From: Jeanne Roberts, Celsias, Clean Techies, More from this Affiliate
Published May 20, 2010 09:37 AM

Tax Fraud Plagues Carbon Trading Program

According to Bloomberg New Energy Finance, tax fraud is the carbon trading market’s most egregious form of cheating, affecting about seven percent of this $125 billion market in 2009.

In August 2009, seven people were arrested near London for not paying tax on the sale of carbon permits, for a total of £38 million (about U.S. $63 million). The taxes were levied as part of the European Union Greenhouse Gas Emission Trading System, created in January 2005 and based on Directive 2003/87/EC, which was enforced beginning Oct. 25, 2003.


Carbon emissions trading, or cap-and-trade, is a system whereby governments tell industry how much carbon dioxide a particular factory or operation can emit. If the factory or operation manages to emit less than the mandate allows, it can sell its excess on the open market, but either it or its designated seller is required to report the transaction and pay taxes on it, as on any financial gain.

Where industrial operations emit more than their share of carbon emissions, they must buy carbon credits, and their purchase – usually also from a designated carbon trader – is also reported to the appropriate agencies, who carefully regulate the buying and selling of credits.

In the European Union, trading has been moving toward centralization since 2008. The E.U. Emissions Trading System is currently in the second trading period of 2008 – 2012, with hopes that centralization can be achieved during the third period. Centralization would hopefully prevent the windfall profits and tax fraud generated by the first and second periods, during which carbon allowances were given freely to all E.U. member countries.

The E.U. Emissions Trading System currently trade for about 15 euros ($21) per ton. The 2009 carbon emissions tax evasion scheme involved traders and companies who bought carbon credits outside E.U. countries which applied the Value Added Tax, or VAT –- or where VATs were lower –- then sold them (usually in the United Kingdom) with the VAT added, without subsequently paying the tax back to the government.

The same thing occurred again this past April, albeit on a larger scale, involving 22 people in the United Kingdom (13 in England, eight in Scotland, and one detained on an E.U. arrest warrant) as well as an unreported number so far in Germany. The investigation also overflowed into other E.U. countries, namely Belgium, the Czech Republic, Cyprus, Denmark, Finland, Norway, Portugal, Spain and the Netherlands.

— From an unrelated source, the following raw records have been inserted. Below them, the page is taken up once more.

//! Keyframe timelines and easing curves.

use std::f64::consts::PI;
use std::time::Duration;

use agent_stage_core::config::{AnimationConfig, EasingName};

/// Easing curve applied within each keyframe.
#[derive(Debug, Clone, Copy, PartialEq)]
pub enum Easing {
    Linear,
    /// jQuery's default: `0.5 - cos(p * PI) / 2`.
    Swing,
    /// anime.js `easeOutElastic(amplitude, period)`.
    OutElastic { amplitude: f64, period: f64 },
}

impl Default for Easing {
    fn default() -> Self {
        Self::OutElastic {
            amplitude: 1.0,
            period: 0.5,
        }
    }
}

impl From<EasingName> for Easing {
    fn from(name: EasingName) -> Self {
        match name {
            EasingName::Linear => Self::Linear,
            EasingName::Swing => Self::Swing,
            EasingName::OutElastic => Self::default(),
        }
    }
}

impl Easing {
    /// Map linear progress `p` in `[0, 1]` to eased progress.
    pub fn apply(self, p: f64) -> f64 {
        let p = p.clamp(0.0, 1.0);
        match self {
            Self::Linear => p,
            Self::Swing => 0.5 - (p * PI).cos() / 2.0,
            Self::OutElastic { amplitude, period } => {
                1.0 - in_elastic(amplitude, period, 1.0 - p)
            }
        }
    }
}

fn in_elastic(amplitude: f64, period: f64, t: f64) -> f64 {
    if t == 0.0 || t == 1.0 {
        return t;
    }
    let a = amplitude.clamp(1.0, 10.0);
    let p = period.clamp(0.1, 2.0);
    let s = p / (2.0 * PI) * (1.0 / a).asin();
    -a * 2f64.powf(10.0 * (t - 1.0)) * (((t - 1.0) - s) * (2.0 * PI) / p).sin()
}

/// Target value reached at the end of a keyframe.
#[derive(Debug, Clone, Copy, PartialEq)]
pub struct Keyframe {
    pub translate_y: f32,
    pub duration: Duration,
}

/// A staggered keyframe timeline shared by a set of letters.
///
/// Letter `i` starts `i * stagger` after the timeline begins and then runs
/// the keyframes in order, starting from `origin`. Looped timelines repeat
/// the keyframe cycle forever; others hold the last value.
#[derive(Debug, Clone, PartialEq)]
pub struct Timeline {
    pub origin: f32,
    pub keyframes: Vec<Keyframe>,
    pub stagger: Duration,
    pub looped: bool,
    pub easing: Easing,
}

impl Timeline {
    /// The letter bob: rise to `letter_rise`, settle back to 0, forever.
    pub fn letter_bob(config: &AnimationConfig) -> Self {
        let phase = Duration::from_millis(config.letter_phase_ms);
        Self {
            origin: 0.0,
            keyframes: vec![
                Keyframe {
                    translate_y: config.letter_rise,
                    duration: phase,
                },
                Keyframe {
                    translate_y: 0.0,
                    duration: phase,
                },
            ],
            stagger: Duration::from_millis(config.letter_stagger_ms),
            looped: true,
            easing: config.letter_easing.into(),
        }
    }

    /// Length of one pass through the keyframes.
    pub fn cycle(&self) -> Duration {
        self.keyframes.iter().map(|k| k.duration).sum()
    }

    /// Time until every one of `count` letters has finished one pass.
    ///
    /// `None` for looped timelines, which never finish.
    pub fn total(&self, count: usize) -> Option<Duration> {
        if self.looped {
            return None;
        }
        let last_delay = self.stagger * count.saturating_sub(1) as u32;
        Some(last_delay + self.cycle())
    }

    fn end_value(&self) -> f32 {
        self.keyframes.last().map(|k| k.translate_y).unwrap_or(self.origin)
    }

    /// Offset of letter `index` at `elapsed` since the timeline started.
    pub fn sample(&self, index: usize, elapsed: Duration) -> f32 {
        let delay = self.stagger.as_secs_f64() * 1000.0 * index as f64;
        let mut t = elapsed.as_secs_f64() * 1000.0 - delay;
        if t < 0.0 {
            return self.origin;
        }

        let cycle = self.cycle().as_secs_f64() * 1000.0;
        if cycle <= 0.0 {
            return self.end_value();
        }
        if self.looped {
            t %= cycle;
        } else if t >= cycle {
            return self.end_value();
        }

        let mut from = self.origin;
        for keyframe in &self.keyframes {
            let d = keyframe.duration.as_secs_f64() * 1000.0;
            if t < d {
                let eased = self.easing.apply(t / d) as f32;
                return from + (keyframe.translate_y - from) * eased;
            }
            t -= d;
            from = keyframe.translate_y;
        }
        from
    }
}
//! In-memory publisher
//!
//! Records every published message instead of sending it anywhere. Useful
//! for tests and for single-process setups that inspect emitted envelopes.

use super::Publisher;
use crate::error::{EmitterError, Result};
use async_trait::async_trait;
use bytes::Bytes;
use std::collections::HashSet;
use std::sync::atomic::{AtomicBool, Ordering};
use std::sync::Arc;
use tokio::sync::RwLock;

/// A message captured by [`MemoryPublisher`]
#[derive(Debug, Clone, PartialEq, Eq)]
pub struct PublishedMessage {
    pub channel: String,
    pub payload: Bytes,
}

/// Configuration for the in-memory publisher
#[derive(Debug, Clone, Default)]
pub struct MemoryConfig {
    /// Channels whose publishes fail with a transport error
    pub failing_channels: HashSet<String>,
}

/// In-memory publisher
///
/// Clones share the same message log, so a test can hand one clone to an
/// emitter and inspect the other.
#[derive(Debug, Clone, Default)]
pub struct MemoryPublisher {
    messages: Arc<RwLock<Vec<PublishedMessage>>>,
    config: Arc<MemoryConfig>,
    closed: Arc<AtomicBool>,
}

impl MemoryPublisher {
    /// Create a publisher with custom configuration
    pub fn new(config: MemoryConfig) -> Self {
        Self {
            messages: Arc::new(RwLock::new(Vec::new())),
            config: Arc::new(config),
            closed: Arc::new(AtomicBool::new(false)),
        }
    }

    /// Create a publisher whose publishes to `channels` fail
    pub fn failing_on<I, S>(channels: I) -> Self
    where
        I: IntoIterator<Item = S>,
        S: Into<String>,
    {
        Self::new(MemoryConfig {
            failing_channels: channels.into_iter().map(Into::into).collect(),
        })
    }

    /// All messages, in publish order
    pub async fn messages(&self) -> Vec<PublishedMessage> {
        self.messages.read().await.clone()
    }

    /// Messages published on one channel
    pub async fn messages_on(&self, channel: &str) -> Vec<PublishedMessage> {
        self.messages
            .read()
            .await
            .iter()
            .filter(|m| m.channel == channel)
            .cloned()
            .collect()
    }

    /// Drop all recorded messages
    pub async fn clear(&self) {
        self.messages.write().await.clear();
    }

    /// Whether `close` has been called
    pub fn is_closed(&self) -> bool {
        self.closed.load(Ordering::SeqCst)
    }
}

#[async_trait]
impl Publisher for MemoryPublisher {
    async fn publish(&self, channel: &str, payload: Bytes) -> Result<()> {
        if self.is_closed() {
            return Err(EmitterError::Closed);
        }
        if self.config.failing_channels.contains(channel) {
            return Err(EmitterError::Transport {
                channel: channel.to_string(),
                reason: "simulated failure".to_string(),
            });
        }

        self.messages.write().await.push(PublishedMessage {
            channel: channel.to_string(),
            payload,
        });
        Ok(())
    }

    async fn close(&self) -> Result<()> {
        self.closed.store(true, Ordering::SeqCst);
        Ok(())
    }

    fn name(&self) -> &str {
        "memory"
    }

    async fn health(&self) -> Result<bool> {
        Ok(!self.is_closed())
    }
}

In Germany, officials and tax investigators swept 230 offices and residences, including Deutsche Bank AG, Munich-based HVB Group (the second largest private German financial institution and retail bank), and RWE AG, a German electric and natural gas public utility headquartered in Essen.

All detentions and raids across the European Union occurred on April 28 in an aggressive attempt to round up carbon emissions trading cheaters at every level. In this particular sweep, Germany is looking at 180 million euros ($239 million) in tax evasions by 150 individuals at 50 companies. In the United Kingdom, the Revenue & Customs office, or HMRC, targeted 81 sites.

The VAT tax varies according to the E.U. country levying it, and the product or the nature of the service delivered. Thus it is possible to buy carbon credits without the tax (or at a lower tax rate, i.e., Poland), and resell them in high-VAT countries.

The E.U. carbon emissions trading fraud is huge, but perhaps nothing compared to the potential for cheating that will become available in the United States once Waxman-Markey, or some similar scheme for reducing carbon emissions, emerges from the Senate to become law.